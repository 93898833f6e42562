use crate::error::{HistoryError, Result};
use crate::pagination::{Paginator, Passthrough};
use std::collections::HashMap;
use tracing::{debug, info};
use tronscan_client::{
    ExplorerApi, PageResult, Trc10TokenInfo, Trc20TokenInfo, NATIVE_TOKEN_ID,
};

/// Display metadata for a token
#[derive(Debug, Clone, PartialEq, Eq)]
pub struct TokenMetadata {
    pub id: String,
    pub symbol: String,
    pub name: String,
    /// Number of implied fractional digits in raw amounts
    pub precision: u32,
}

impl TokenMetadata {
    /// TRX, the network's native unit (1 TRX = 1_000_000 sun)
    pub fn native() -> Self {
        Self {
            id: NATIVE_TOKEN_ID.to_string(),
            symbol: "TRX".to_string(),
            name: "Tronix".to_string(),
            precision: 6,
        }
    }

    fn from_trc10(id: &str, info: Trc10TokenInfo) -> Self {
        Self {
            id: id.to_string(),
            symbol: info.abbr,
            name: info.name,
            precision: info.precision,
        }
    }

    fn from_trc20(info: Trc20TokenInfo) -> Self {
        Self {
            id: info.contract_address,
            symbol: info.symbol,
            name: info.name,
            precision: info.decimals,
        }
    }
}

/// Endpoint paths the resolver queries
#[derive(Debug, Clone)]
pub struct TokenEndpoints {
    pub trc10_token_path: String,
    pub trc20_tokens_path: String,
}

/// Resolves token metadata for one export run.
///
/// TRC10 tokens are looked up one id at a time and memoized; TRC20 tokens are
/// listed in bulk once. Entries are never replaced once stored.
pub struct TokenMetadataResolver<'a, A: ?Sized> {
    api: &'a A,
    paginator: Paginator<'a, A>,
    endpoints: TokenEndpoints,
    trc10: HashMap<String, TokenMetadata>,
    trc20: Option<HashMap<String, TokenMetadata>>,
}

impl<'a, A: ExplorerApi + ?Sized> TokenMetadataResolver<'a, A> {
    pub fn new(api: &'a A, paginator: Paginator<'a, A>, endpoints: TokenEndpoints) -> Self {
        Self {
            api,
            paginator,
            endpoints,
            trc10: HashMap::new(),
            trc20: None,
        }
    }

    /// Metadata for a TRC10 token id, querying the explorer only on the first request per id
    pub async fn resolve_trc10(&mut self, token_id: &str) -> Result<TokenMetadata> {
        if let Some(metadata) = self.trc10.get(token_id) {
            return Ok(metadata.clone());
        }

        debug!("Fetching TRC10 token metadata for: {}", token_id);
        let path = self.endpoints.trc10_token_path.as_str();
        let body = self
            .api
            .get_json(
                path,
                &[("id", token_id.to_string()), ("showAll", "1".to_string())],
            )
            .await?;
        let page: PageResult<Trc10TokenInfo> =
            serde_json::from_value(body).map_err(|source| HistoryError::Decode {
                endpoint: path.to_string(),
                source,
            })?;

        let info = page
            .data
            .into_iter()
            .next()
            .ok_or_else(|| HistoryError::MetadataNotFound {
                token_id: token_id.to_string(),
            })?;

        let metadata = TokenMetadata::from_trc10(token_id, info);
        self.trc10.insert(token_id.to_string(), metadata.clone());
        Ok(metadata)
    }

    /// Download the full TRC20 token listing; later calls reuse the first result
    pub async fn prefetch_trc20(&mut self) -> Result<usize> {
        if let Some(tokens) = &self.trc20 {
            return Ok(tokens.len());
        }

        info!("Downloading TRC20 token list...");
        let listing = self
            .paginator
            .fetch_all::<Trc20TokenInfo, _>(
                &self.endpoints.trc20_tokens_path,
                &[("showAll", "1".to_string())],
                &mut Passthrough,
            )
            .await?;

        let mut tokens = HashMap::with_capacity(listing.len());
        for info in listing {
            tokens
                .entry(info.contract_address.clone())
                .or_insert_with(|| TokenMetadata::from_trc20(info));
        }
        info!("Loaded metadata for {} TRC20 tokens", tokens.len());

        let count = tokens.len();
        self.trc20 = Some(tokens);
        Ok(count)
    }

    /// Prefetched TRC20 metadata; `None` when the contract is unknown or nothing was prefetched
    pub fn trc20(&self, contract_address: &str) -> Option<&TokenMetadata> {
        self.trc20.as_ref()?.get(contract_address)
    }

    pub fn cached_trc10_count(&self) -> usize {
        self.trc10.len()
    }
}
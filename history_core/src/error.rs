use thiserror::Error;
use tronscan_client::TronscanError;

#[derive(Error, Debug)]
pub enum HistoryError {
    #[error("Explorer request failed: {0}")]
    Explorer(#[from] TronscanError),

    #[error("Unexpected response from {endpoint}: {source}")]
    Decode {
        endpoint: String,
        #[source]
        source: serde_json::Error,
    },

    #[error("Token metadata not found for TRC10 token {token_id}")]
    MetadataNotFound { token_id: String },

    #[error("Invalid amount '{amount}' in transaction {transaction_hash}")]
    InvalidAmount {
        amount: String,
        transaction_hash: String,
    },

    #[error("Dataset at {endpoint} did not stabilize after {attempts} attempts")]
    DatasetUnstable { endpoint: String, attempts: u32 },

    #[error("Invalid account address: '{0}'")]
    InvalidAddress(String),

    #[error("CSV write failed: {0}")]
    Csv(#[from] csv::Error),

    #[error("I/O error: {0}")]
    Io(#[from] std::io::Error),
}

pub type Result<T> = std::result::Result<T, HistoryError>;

**Work order**. Within the listing above, the range opens at the line with "for info in" and closes at the line with "pub fn cached_trc10_count(&self)". Reproduce exactly the lines of that range, including both ends.

**Solution for this task**.
        for info in listing {
            tokens
                .entry(info.contract_address.clone())
                .or_insert_with(|| TokenMetadata::from_trc20(info));
        }
        info!("Loaded metadata for {} TRC20 tokens", tokens.len());

        let count = tokens.len();
        self.trc20 = Some(tokens);
        Ok(count)
    }

    /// Prefetched TRC20 metadata; `None` when the contract is unknown or nothing was prefetched
    pub fn trc20(&self, contract_address: &str) -> Option<&TokenMetadata> {
        self.trc20.as_ref()?.get(contract_address)
    }

    pub fn cached_trc10_count(&self) -> usize {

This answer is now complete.